The intention is to remove the duplication in followup patches. A general
overview of the final code is available in D124620. That review however lacks a
bit of polish.

Most of the new code is based on the same algorithms used in the current code.

The final version of this code reduces the binary size by 17 KB for this example
code

int main() {
  {
    std::string_view sv{"hello world"};
    std::format("{}{}|{}{}{}{}{}{}|{}{}{}{}{}{}|{}{}{}|{}{}|{}", true, '*',
                (signed char)(42), (short)(42), (int)(42), (long)(42), (long long)(42), (__int128_t)(42),
                (unsigned char)(42), (unsigned short)(42), (unsigned int)(42), (unsigned long)(42),
                (unsigned long long)(42), (__uint128_t)(42),
                (float)(42), (double)(42), (long double)(42),
                "hello world", sv,
                nullptr);
  }
  {
    std::wstring_view sv{L"hello world"};
    std::format(L"{}{}|{}{}{}{}{}{}|{}{}{}{}{}{}|{}{}{}|{}{}|{}", true, L'*',
                (signed char)(42), (short)(42), (int)(42), (long)(42), (long long)(42), (__int128_t)(42),
                (unsigned char)(42), (unsigned short)(42), (unsigned int)(42), (unsigned long)(42),
                (unsigned long long)(42), (__uint128_t)(42),
                (float)(42), (double)(42), (long double)(42),
                L"hello world", sv,
                nullptr);
  }
}

Diff Detail

Event Timeline

Mordante created this revision.May 14 2022, 6:04 AM
Herald added a project: Restricted Project. · View Herald TranscriptMay 14 2022, 6:04 AM
Herald added a subscriber: mgorny. · View Herald Transcript
Mordante requested review of this revision.May 14 2022, 6:04 AM
Herald added a project: Restricted Project. · View Herald TranscriptMay 14 2022, 6:04 AM
Herald added a reviewer: Restricted Project. · View Herald Transcript
philnik added inline comments.
libcxx/include/__format/parser_std_format_spec.h
1538

Why not use bool?

Mordante added inline comments.May 14 2022, 6:59 AM
libcxx/include/__format/parser_std_format_spec.h
1538

That will most likely change the size of the object on Windows. (Note that the underlying type of the enum classes is an uint8_t too.) I can test this after the Windows build is green.

Mordante updated this revision to Diff 429448.May 14 2022, 7:15 AM

Attempt to fix the CI.

Mordante updated this revision to Diff 429465.May 14 2022, 9:46 AM

Attempt to fix Windows build.

Mordante updated this revision to Diff 429472.May 14 2022, 11:41 AM

Another attempt to fix the Windows build.

Mordante updated this revision to Diff 429524.May 15 2022, 2:56 AM

Test whether bools work on all supported platforms as @philnik suggested.

Mordante updated this revision to Diff 429531.May 15 2022, 6:02 AM

Minor polishing.

Mordante marked an inline comment as done.
Mordante added inline comments.
libcxx/include/__format/formatter_output.h
33

This will be done after all formatters are converted to this style.

libcxx/include/__format/parser_std_format_spec.h
1538

I tested in Godbolt and it seems bool works.
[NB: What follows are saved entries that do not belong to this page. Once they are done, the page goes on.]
///! CLI configuration management
///!
///! Settings live in `$HOME/.config/toolset/cli.toml`. Environment variables
///! override the file, and command-line flags override both.

use crate::logging::LogRotation;
use anyhow::Result;
use serde::{Deserialize, Serialize};
use std::path::PathBuf;
use toolset_common::RefreshConfig;

/// Simulated duration of the refresh action's work
pub const DEFAULT_WORK_MS: u64 = 500;

#[derive(Debug, Clone, PartialEq, Serialize, Deserialize)]
#[serde(default)]
pub struct Config {
    pub default_output: String,
    pub work_ms: u64,
    pub refresh: RefreshConfig,
    pub logging: LogSettings,
}

#[derive(Debug, Clone, PartialEq, Serialize, Deserialize)]
#[serde(default)]
pub struct LogSettings {
    pub level: String,
    /// Directory for rolling log files; console only when unset
    pub directory: Option<PathBuf>,
    pub rotation: LogRotation,
    pub json: bool,
}

impl Default for Config {
    fn default() -> Self {
        Self {
            default_output: "table".to_string(),
            work_ms: DEFAULT_WORK_MS,
            refresh: RefreshConfig::default(),
            logging: LogSettings::default(),
        }
    }
}

impl Default for LogSettings {
    fn default() -> Self {
        Self {
            level: "warn".to_string(),
            directory: None,
            rotation: LogRotation::Daily,
            json: false,
        }
    }
}

impl Config {
    /// Loads the config file (defaults when missing) and applies environment
    /// overrides.
    pub fn load() -> Result<Self> {
        let mut config = Self::load_file()?;
        config.apply_env_overrides(|key| std::env::var(key).ok());
        Ok(config)
    }

    /// Loads the config file as written, without environment overrides
    pub fn load_file() -> Result<Self> {
        let config_path = Self::config_path()?;

        if !config_path.exists() {
            return Ok(Self::default());
        }

        let contents = std::fs::read_to_string(config_path)?;
        Self::from_toml(&contents)
    }

    pub fn from_toml(contents: &str) -> Result<Self> {
        let config: Config = toml::from_str(contents)?;
        config.refresh.validate()?;
        Ok(config)
    }

    pub fn save(&self) -> Result<()> {
        let config_path = Self::config_path()?;

        if let Some(parent) = config_path.parent() {
            std::fs::create_dir_all(parent)?;
        }

        let contents = toml::to_string_pretty(self)?;
        std::fs::write(config_path, contents)?;

        Ok(())
    }

    pub fn config_path() -> Result<PathBuf> {
        let home = std::env::var("HOME")?;
        Ok(PathBuf::from(home).join(".config/toolset/cli.toml"))
    }

    fn apply_env_overrides(&mut self, var: impl Fn(&str) -> Option<String>) {
        if let Some(threshold) = var("TOOLSET_THRESHOLD") {
            match threshold.parse() {
                Ok(threshold) => self.refresh.threshold = threshold,
                Err(_) => tracing::warn!(%threshold, "Ignoring unparsable TOOLSET_THRESHOLD"),
            }
        }
        if let Some(level) = var("TOOLSET_LOG_LEVEL") {
            self.logging.level = level;
        }
        if let Some(directory) = var("TOOLSET_LOG_DIR") {
            self.logging.directory = Some(PathBuf::from(directory));
        }
    }
}
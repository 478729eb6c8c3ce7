//! Refresh Coordinator Tests
//! Drives the coordinator through a layout hub the way a rendering host does

mod common;

use common::{TestEnv, TRIGGER_DELAY};
use std::cell::RefCell;
use std::rc::Rc;
use std::time::Duration;
use toolset_common::{
    FrameSample, HapticStyle, LayoutObserver, RefreshBinding, RefreshConfig, RefreshCoordinator,
    ScrollTrace,
};

// ============== Offset & Rotation Tests ==============

#[test]
fn test_no_samples_is_safe() {
    let mut env = TestEnv::new();
    env.hub.commit_pass();

    assert!(env.ready());
    assert!(!env.refreshing());
    assert_eq!(env.rotation(), 0.0);
    assert_eq!(env.actions.get(), 0);
}

#[test]
fn test_rotation_angles_at_default_threshold() {
    let mut env = TestEnv::new();

    env.pull(0.0);
    assert_eq!(env.rotation(), 0.0);

    env.pull(40.0);
    assert_eq!(env.rotation(), 180.0);

    env.pull(80.0);
    assert_eq!(env.rotation(), 360.0);
}

#[test]
fn test_last_sample_per_tag_wins() {
    let mut env = TestEnv::new();
    env.hub.report(FrameSample::moving(500.0));
    env.hub.report(FrameSample::fixed(0.0));
    env.hub.report(FrameSample::moving(40.0));
    env.hub.commit_pass();

    assert_eq!(env.rotation(), 180.0);
    assert_eq!(env.actions.get(), 0);
    assert!(!env.refreshing());
}

#[test]
fn test_same_batch_is_idempotent() {
    let mut env = TestEnv::new();
    env.pull(60.0);
    let first = (env.rotation(), env.ready());
    env.pull(60.0);
    let second = (env.rotation(), env.ready());

    assert_eq!(first, second);
}

// ============== Trigger Tests ==============

#[test]
fn test_boundary_scenario() {
    let mut env = TestEnv::new();

    env.layout(100.0, 20.0);
    assert!(!env.refreshing(), "offset 80 is not past the threshold");

    env.layout(101.0, 20.0);
    assert!(env.refreshing());
    assert!(!env.ready(), "disarm must happen before the delayed action");
    assert_eq!(env.actions.get(), 0);

    env.wait(TRIGGER_DELAY);
    assert_eq!(env.actions.get(), 1);
}

#[test]
fn test_no_retrigger_until_rearmed() {
    let mut env = TestEnv::new();

    env.pull(90.0);
    for offset in [95.0, 120.0, 85.0, 60.0, 45.0, 110.0] {
        env.pull(offset);
    }
    env.wait(TRIGGER_DELAY);
    assert_eq!(env.actions.get(), 1);

    // Dropping below half the threshold re-arms, even while still refreshing
    env.pull(39.0);
    assert!(env.ready());
    assert!(env.refreshing());

    env.pull(81.0);
    env.wait(TRIGGER_DELAY);
    assert_eq!(env.actions.get(), 2);
}

#[test]
fn test_oscillation_below_threshold_rearms_repeatedly() {
    let mut env = TestEnv::new();

    for _ in 0..5 {
        env.pull(30.0);
        assert!(env.ready());
        env.pull(70.0);
        assert!(env.ready());
    }

    env.wait(Duration::from_secs(10));
    assert_eq!(env.actions.get(), 0);
}

#[test]
fn test_readiness_stays_true_below_half_threshold() {
    let mut env = TestEnv::new();
    for offset in [-50.0, -1.0, 0.0, 10.0, 39.9] {
        env.pull(offset);
        assert!(env.ready(), "offset {} should leave the pull armed", offset);
    }
}

#[test]
fn test_caller_finishes_refresh() {
    let mut env = TestEnv::new();
    let caller = env.binding.clone();

    env.pull(100.0);
    env.wait(TRIGGER_DELAY);
    caller.finish();

    env.pull(0.0);
    assert!(!env.refreshing());
    assert!(env.ready());

    env.pull(100.0);
    assert!(env.refreshing());
}

#[test]
fn test_custom_threshold() {
    let mut env = TestEnv::with_config(RefreshConfig::default().with_threshold(120.0));

    env.pull(100.0);
    assert!(!env.refreshing());
    assert!((env.rotation() - 300.0).abs() < 1e-9);

    env.pull(121.0);
    assert!(env.refreshing());
}

#[test]
fn test_haptic_style_forwarded() {
    let mut env =
        TestEnv::with_config(RefreshConfig::default().with_haptic(HapticStyle::Rigid));
    env.pull(100.0);
    env.pull(110.0);

    assert_eq!(*env.haptics.calls.borrow(), vec![HapticStyle::Rigid]);
}

// ============== Lifecycle Tests ==============

#[test]
fn test_unsubscribed_coordinator_stops_receiving() {
    let mut env = TestEnv::new();
    assert!(env.hub.unsubscribe(env.subscription));

    env.pull(100.0);
    assert!(!env.refreshing());
}

#[test]
fn test_unmount_before_delay_fires() {
    let mut env = TestEnv::new();
    env.pull(100.0);
    env.wait(Duration::from_millis(600));

    env.coordinator.borrow_mut().unmount();
    env.wait(Duration::from_secs(2));

    assert_eq!(env.actions.get(), 0);
    assert_eq!(env.scheduler.pending_count(), 0);

    // Late layout passes after teardown are ignored
    env.pull(0.0);
    env.pull(100.0);
    env.wait(Duration::from_secs(2));
    assert_eq!(env.actions.get(), 0);
}

#[test]
fn test_dropped_coordinator_cancels_action() {
    let mut env = TestEnv::new();
    env.pull(100.0);

    let replacement = RefreshCoordinator::new(
        RefreshConfig::default(),
        env.scheduler.clone(),
        RefreshBinding::default(),
        || {},
    )
    .unwrap();
    let coordinator = std::mem::replace(&mut env.coordinator, Rc::new(RefCell::new(replacement)));
    drop(coordinator);

    assert_eq!(env.hub.subscriber_count(), 0);
    env.wait(Duration::from_secs(2));
    assert_eq!(env.actions.get(), 0);
}

// ============== Animation Tests ==============

#[test]
fn test_content_offset_follows_binding() {
    let mut env = TestEnv::new();
    env.pull(100.0);

    env.wait(Duration::from_millis(150));
    assert_eq!(env.coordinator.borrow().content_offset(), 40.0);

    env.binding.finish();
    env.coordinator.borrow_mut().poll();
    env.wait(Duration::from_millis(150));

    let state = env.coordinator.borrow().state();
    assert!(!state.is_refreshing);
    assert_eq!(state.content_offset, 0.0);
}

// ============== Trace Replay Tests ==============

#[test]
fn test_synthetic_pull_triggers_once() {
    let mut env = TestEnv::new();
    let trace = ScrollTrace::synthetic_pull(160.0, 8, 16).unwrap();

    for pass in &trace.passes {
        for sample in pass.samples() {
            env.hub.report(sample);
        }
        env.hub.commit_pass();
    }

    env.wait(TRIGGER_DELAY);
    assert_eq!(env.actions.get(), 1);
    assert!(env.ready(), "release back to rest re-arms the pull");
}
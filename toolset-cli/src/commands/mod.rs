///! Command implementations

pub mod config;
pub mod indicator;
pub mod simulate;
Maybe because it has the same size and alignment as the uint8_t. Since the CI is also happy I'll keep the bools.

Mordante updated this revision to Diff 432720.May 28 2022, 7:08 AM

Rebased to fix CI.

Mordante updated this revision to Diff 432772.May 29 2022, 2:15 AM

Rebased on main.

vitaut added a comment.Jun 5 2022, 8:37 AM

Looks great! My main suggestion is to rename __parser into something more appropriate (see an inline comment) and possibly separate the actual parsing logic from the parser output.

libcxx/include/__format/formatter_output.h
80

Normally parser is something that does parsing. "The parsed formatting output settings" sounds more like format specs so I'd suggest renaming accordingly and making parser return these specs.

119–132

Not specific to this diff but I think it would be cleaner to fold Unicode/non-Unicode handling into __estimate_column_width and have a single check and copy here.

libcxx/include/__format/formatter_string.h
35

What is this function for? Why not use __write_unicode directly?

81–83

Premature optimization: you could use negative values to indicate "no width/precision" and avoid extra checks here.

libcxx/include/__format/parser_std_format_spec.h
1528

Another option is to fold this into fill/alignment (this would require an additional alignment enumerator making it larger). Not suggesting to change, just something to consider.

1689

nit: maybe replace float_hexadecimal with hexfloat for consistency with the naming in the standard (e.g. https://en.cppreference.com/w/cpp/io/manip/fixed)? The other names seem to be already consistent.

1750–1751

This is a weird check. I think we should open an LWG issue to allow zero dynamic width and remove this unnecessary check.

1757

nit: why assign false here but 0 to __width_as_arg_ in __substitute_width_arg_id above? Make this consistent?

Mordante marked 4 inline comments as done.Jun 5 2022, 11:35 AM

Thanks for the review!

Looks great! My main suggestion is to rename __parser into something more appropriate (see an inline comment) and possibly separate the actual parsing logic from the parser output.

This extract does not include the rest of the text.